** Exercise data **
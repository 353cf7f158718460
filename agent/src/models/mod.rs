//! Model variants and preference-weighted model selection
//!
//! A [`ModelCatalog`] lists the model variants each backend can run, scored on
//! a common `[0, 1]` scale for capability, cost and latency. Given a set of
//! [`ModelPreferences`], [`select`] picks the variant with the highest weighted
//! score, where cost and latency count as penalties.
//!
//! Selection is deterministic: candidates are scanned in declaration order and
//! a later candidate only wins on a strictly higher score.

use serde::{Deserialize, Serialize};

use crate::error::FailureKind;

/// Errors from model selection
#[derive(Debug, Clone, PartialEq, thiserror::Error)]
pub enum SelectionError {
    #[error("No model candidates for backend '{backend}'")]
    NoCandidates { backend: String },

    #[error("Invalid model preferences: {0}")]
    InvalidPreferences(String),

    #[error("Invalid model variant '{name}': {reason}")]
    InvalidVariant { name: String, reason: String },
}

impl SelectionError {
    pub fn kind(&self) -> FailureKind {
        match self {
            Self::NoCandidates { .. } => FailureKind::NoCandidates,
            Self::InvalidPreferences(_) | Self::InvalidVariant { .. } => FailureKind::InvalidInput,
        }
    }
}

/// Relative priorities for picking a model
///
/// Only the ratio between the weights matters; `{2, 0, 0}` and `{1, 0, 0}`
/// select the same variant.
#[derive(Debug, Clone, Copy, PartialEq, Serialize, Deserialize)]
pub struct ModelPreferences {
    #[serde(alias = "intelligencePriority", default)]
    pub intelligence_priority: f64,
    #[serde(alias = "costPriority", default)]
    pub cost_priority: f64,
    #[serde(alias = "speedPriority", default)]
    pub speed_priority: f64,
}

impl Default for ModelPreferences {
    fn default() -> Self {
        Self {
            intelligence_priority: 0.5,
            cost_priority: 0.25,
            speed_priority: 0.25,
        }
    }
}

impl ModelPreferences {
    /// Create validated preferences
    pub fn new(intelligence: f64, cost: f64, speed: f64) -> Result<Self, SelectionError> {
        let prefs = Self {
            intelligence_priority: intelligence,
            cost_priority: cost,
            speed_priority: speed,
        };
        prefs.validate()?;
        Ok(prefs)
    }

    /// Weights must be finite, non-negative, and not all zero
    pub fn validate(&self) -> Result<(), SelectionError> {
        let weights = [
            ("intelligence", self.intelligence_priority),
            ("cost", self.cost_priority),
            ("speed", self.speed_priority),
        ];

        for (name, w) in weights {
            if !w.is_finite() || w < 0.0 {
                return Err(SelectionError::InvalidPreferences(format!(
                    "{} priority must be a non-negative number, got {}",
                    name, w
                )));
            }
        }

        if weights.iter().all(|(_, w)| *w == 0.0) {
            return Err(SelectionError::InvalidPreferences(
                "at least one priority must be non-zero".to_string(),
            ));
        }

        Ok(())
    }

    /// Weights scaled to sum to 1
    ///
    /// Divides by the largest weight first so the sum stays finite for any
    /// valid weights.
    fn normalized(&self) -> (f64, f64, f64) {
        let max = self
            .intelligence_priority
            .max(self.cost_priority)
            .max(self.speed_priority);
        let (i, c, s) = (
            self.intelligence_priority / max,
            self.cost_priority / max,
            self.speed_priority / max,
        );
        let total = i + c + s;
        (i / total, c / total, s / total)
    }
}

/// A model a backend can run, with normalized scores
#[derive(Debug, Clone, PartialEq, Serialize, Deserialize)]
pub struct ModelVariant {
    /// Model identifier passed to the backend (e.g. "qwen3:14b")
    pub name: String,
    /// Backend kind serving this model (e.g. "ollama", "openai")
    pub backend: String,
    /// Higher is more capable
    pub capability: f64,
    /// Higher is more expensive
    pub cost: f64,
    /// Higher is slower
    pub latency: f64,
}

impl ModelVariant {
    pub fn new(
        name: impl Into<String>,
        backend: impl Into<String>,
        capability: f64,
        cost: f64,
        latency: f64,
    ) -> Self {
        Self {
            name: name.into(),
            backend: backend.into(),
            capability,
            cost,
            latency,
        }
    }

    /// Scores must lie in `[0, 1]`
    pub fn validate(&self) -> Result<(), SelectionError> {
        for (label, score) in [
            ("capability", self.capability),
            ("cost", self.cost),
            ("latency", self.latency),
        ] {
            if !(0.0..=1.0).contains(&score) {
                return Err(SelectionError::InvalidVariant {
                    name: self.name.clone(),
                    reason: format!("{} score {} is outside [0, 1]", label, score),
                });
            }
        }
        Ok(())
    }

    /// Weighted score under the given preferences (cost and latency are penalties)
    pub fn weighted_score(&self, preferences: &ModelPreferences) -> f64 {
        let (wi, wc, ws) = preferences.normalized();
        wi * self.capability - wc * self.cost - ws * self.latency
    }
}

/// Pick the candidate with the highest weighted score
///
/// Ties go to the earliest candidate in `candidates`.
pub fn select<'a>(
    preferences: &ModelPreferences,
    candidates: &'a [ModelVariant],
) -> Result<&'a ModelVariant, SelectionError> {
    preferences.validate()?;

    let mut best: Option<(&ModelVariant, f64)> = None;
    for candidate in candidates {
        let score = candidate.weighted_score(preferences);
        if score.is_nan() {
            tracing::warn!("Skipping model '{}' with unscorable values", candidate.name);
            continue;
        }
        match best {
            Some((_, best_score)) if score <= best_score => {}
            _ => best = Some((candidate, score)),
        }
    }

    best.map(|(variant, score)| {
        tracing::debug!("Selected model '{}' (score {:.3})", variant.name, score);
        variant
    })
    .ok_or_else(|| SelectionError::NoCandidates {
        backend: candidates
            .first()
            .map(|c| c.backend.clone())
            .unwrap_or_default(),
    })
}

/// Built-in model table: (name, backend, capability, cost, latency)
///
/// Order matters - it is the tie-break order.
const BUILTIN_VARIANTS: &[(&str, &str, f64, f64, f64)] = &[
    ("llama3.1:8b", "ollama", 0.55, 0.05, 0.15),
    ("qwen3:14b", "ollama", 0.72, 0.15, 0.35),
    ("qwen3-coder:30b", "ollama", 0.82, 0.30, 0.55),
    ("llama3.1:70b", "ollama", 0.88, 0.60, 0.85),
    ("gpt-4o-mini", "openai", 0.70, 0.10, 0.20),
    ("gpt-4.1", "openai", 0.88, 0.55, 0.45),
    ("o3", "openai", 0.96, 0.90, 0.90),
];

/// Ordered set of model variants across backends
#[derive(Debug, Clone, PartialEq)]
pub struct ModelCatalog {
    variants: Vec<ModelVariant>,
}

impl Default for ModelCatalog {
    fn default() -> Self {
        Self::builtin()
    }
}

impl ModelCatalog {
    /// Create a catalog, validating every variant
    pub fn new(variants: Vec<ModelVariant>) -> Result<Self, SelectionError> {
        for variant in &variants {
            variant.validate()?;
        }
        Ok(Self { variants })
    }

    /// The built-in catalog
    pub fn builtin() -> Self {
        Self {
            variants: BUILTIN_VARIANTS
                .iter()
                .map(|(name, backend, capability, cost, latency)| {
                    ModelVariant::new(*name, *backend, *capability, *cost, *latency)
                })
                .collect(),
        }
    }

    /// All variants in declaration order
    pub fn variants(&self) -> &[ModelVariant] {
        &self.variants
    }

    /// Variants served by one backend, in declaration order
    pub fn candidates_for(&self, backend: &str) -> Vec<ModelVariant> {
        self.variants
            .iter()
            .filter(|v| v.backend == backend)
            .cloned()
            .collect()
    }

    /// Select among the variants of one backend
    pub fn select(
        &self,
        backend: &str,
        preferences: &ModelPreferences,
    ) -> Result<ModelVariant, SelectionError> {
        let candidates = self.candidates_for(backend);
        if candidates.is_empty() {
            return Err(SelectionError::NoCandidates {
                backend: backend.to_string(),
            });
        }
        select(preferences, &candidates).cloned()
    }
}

** Problem **
Could you retype all of the material word for word?

** Result **
repository 353cf7f158718460
filename agent/src/models/mod.rs
//! Model variants and preference-weighted model selection
//!
//! A [`ModelCatalog`] lists the model variants each backend can run, scored on
//! a common `[0, 1]` scale for capability, cost and latency. Given a set of
//! [`ModelPreferences`], [`select`] picks the variant with the highest weighted
//! score, where cost and latency count as penalties.
//!
//! Selection is deterministic: candidates are scanned in declaration order and
//! a later candidate only wins on a strictly higher score.

use serde::{Deserialize, Serialize};

use crate::error::FailureKind;

/// Errors from model selection
#[derive(Debug, Clone, PartialEq, thiserror::Error)]
pub enum SelectionError {
    #[error("No model candidates for backend '{backend}'")]
    NoCandidates { backend: String },

    #[error("Invalid model preferences: {0}")]
    InvalidPreferences(String),

    #[error("Invalid model variant '{name}': {reason}")]
    InvalidVariant { name: String, reason: String },
}

impl SelectionError {
    pub fn kind(&self) -> FailureKind {
        match self {
            Self::NoCandidates { .. } => FailureKind::NoCandidates,
            Self::InvalidPreferences(_) | Self::InvalidVariant { .. } => FailureKind::InvalidInput,
        }
    }
}

/// Relative priorities for picking a model
///
/// Only the ratio between the weights matters; `{2, 0, 0}` and `{1, 0, 0}`
/// select the same variant.
#[derive(Debug, Clone, Copy, PartialEq, Serialize, Deserialize)]
pub struct ModelPreferences {
    #[serde(alias = "intelligencePriority", default)]
    pub intelligence_priority: f64,
    #[serde(alias = "costPriority", default)]
    pub cost_priority: f64,
    #[serde(alias = "speedPriority", default)]
    pub speed_priority: f64,
}

impl Default for ModelPreferences {
    fn default() -> Self {
        Self {
            intelligence_priority: 0.5,
            cost_priority: 0.25,
            speed_priority: 0.25,
        }
    }
}

impl ModelPreferences {
    /// Create validated preferences
    pub fn new(intelligence: f64, cost: f64, speed: f64) -> Result<Self, SelectionError> {
        let prefs = Self {
            intelligence_priority: intelligence,
            cost_priority: cost,
            speed_priority: speed,
        };
        prefs.validate()?;
        Ok(prefs)
    }

    /// Weights must be finite, non-negative, and not all zero
    pub fn validate(&self) -> Result<(), SelectionError> {
        let weights = [
            ("intelligence", self.intelligence_priority),
            ("cost", self.cost_priority),
            ("speed", self.speed_priority),
        ];

        for (name, w) in weights {
            if !w.is_finite() || w < 0.0 {
                return Err(SelectionError::InvalidPreferences(format!(
                    "{} priority must be a non-negative number, got {}",
                    name, w
                )));
            }
        }

        if weights.iter().all(|(_, w)| *w == 0.0) {
            return Err(SelectionError::InvalidPreferences(
                "at least one priority must be non-zero".to_string(),
            ));
        }

        Ok(())
    }

    /// Weights scaled to sum to 1
    ///
    /// Divides by the largest weight first so the sum stays finite for any
    /// valid weights.
    fn normalized(&self) -> (f64, f64, f64) {
        let max = self
            .intelligence_priority
            .max(self.cost_priority)
            .max(self.speed_priority);
        let (i, c, s) = (
            self.intelligence_priority / max,
            self.cost_priority / max,
            self.speed_priority / max,
        );
        let total = i + c + s;
        (i / total, c / total, s / total)
    }
}

/// A model a backend can run, with normalized scores
#[derive(Debug, Clone, PartialEq, Serialize, Deserialize)]
pub struct ModelVariant {
    /// Model identifier passed to the backend (e.g. "qwen3:14b")
    pub name: String,
    /// Backend kind serving this model (e.g. "ollama", "openai")
    pub backend: String,
    /// Higher is more capable
    pub capability: f64,
    /// Higher is more expensive
    pub cost: f64,
    /// Higher is slower
    pub latency: f64,
}

impl ModelVariant {
    pub fn new(
        name: impl Into<String>,
        backend: impl Into<String>,
        capability: f64,
        cost: f64,
        latency: f64,
    ) -> Self {
        Self {
            name: name.into(),
            backend: backend.into(),
            capability,
            cost,
            latency,
        }
    }

    /// Scores must lie in `[0, 1]`
    pub fn validate(&self) -> Result<(), SelectionError> {
        for (label, score) in [
            ("capability", self.capability),
            ("cost", self.cost),
            ("latency", self.latency),
        ] {
            if !(0.0..=1.0).contains(&score) {
                return Err(SelectionError::InvalidVariant {
                    name: self.name.clone(),
                    reason: format!("{} score {} is outside [0, 1]", label, score),
                });
            }
        }
        Ok(())
    }

    /// Weighted score under the given preferences (cost and latency are penalties)
    pub fn weighted_score(&self, preferences: &ModelPreferences) -> f64 {
        let (wi, wc, ws) = preferences.normalized();
        wi * self.capability - wc * self.cost - ws * self.latency
    }
}

/// Pick the candidate with the highest weighted score
///
/// Ties go to the earliest candidate in `candidates`.
pub fn select<'a>(
    preferences: &ModelPreferences,
    candidates: &'a [ModelVariant],
) -> Result<&'a ModelVariant, SelectionError> {
    preferences.validate()?;

    let mut best: Option<(&ModelVariant, f64)> = None;
    for candidate in candidates {
        let score = candidate.weighted_score(preferences);
        if score.is_nan() {
            tracing::warn!("Skipping model '{}' with unscorable values", candidate.name);
            continue;
        }
        match best {
            Some((_, best_score)) if score <= best_score => {}
            _ => best = Some((candidate, score)),
        }
    }

    best.map(|(variant, score)| {
        tracing::debug!("Selected model '{}' (score {:.3})", variant.name, score);
        variant
    })
    .ok_or_else(|| SelectionError::NoCandidates {
        backend: candidates
            .first()
            .map(|c| c.backend.clone())
            .unwrap_or_default(),
    })
}

/// Built-in model table: (name, backend, capability, cost, latency)
///
/// Order matters - it is the tie-break order.
const BUILTIN_VARIANTS: &[(&str, &str, f64, f64, f64)] = &[
    ("llama3.1:8b", "ollama", 0.55, 0.05, 0.15),
    ("qwen3:14b", "ollama", 0.72, 0.15, 0.35),
    ("qwen3-coder:30b", "ollama", 0.82, 0.30, 0.55),
    ("llama3.1:70b", "ollama", 0.88, 0.60, 0.85),
    ("gpt-4o-mini", "openai", 0.70, 0.10, 0.20),
    ("gpt-4.1", "openai", 0.88, 0.55, 0.45),
    ("o3", "openai", 0.96, 0.90, 0.90),
];

/// Ordered set of model variants across backends
#[derive(Debug, Clone, PartialEq)]
pub struct ModelCatalog {
    variants: Vec<ModelVariant>,
}

impl Default for ModelCatalog {
    fn default() -> Self {
        Self::builtin()
    }
}

impl ModelCatalog {
    /// Create a catalog, validating every variant
    pub fn new(variants: Vec<ModelVariant>) -> Result<Self, SelectionError> {
        for variant in &variants {
            variant.validate()?;
        }
        Ok(Self { variants })
    }

    /// The built-in catalog
    pub fn builtin() -> Self {
        Self {
            variants: BUILTIN_VARIANTS
                .iter()
                .map(|(name, backend, capability, cost, latency)| {
                    ModelVariant::new(*name, *backend, *capability, *cost, *latency)
                })
                .collect(),
        }
    }

    /// All variants in declaration order
    pub fn variants(&self) -> &[ModelVariant] {
        &self.variants
    }

    /// Variants served by one backend, in declaration order
    pub fn candidates_for(&self, backend: &str) -> Vec<ModelVariant> {
        self.variants
            .iter()
            .filter(|v| v.backend == backend)
            .cloned()
            .collect()
    }

    /// Select among the variants of one backend
    pub fn select(
        &self,
        backend: &str,
        preferences: &ModelPreferences,
    ) -> Result<ModelVariant, SelectionError> {
        let candidates = self.candidates_for(backend);
        if candidates.is_empty() {
            return Err(SelectionError::NoCandidates {
                backend: backend.to_string(),
            });
        }
        select(preferences, &candidates).cloned()
    }
}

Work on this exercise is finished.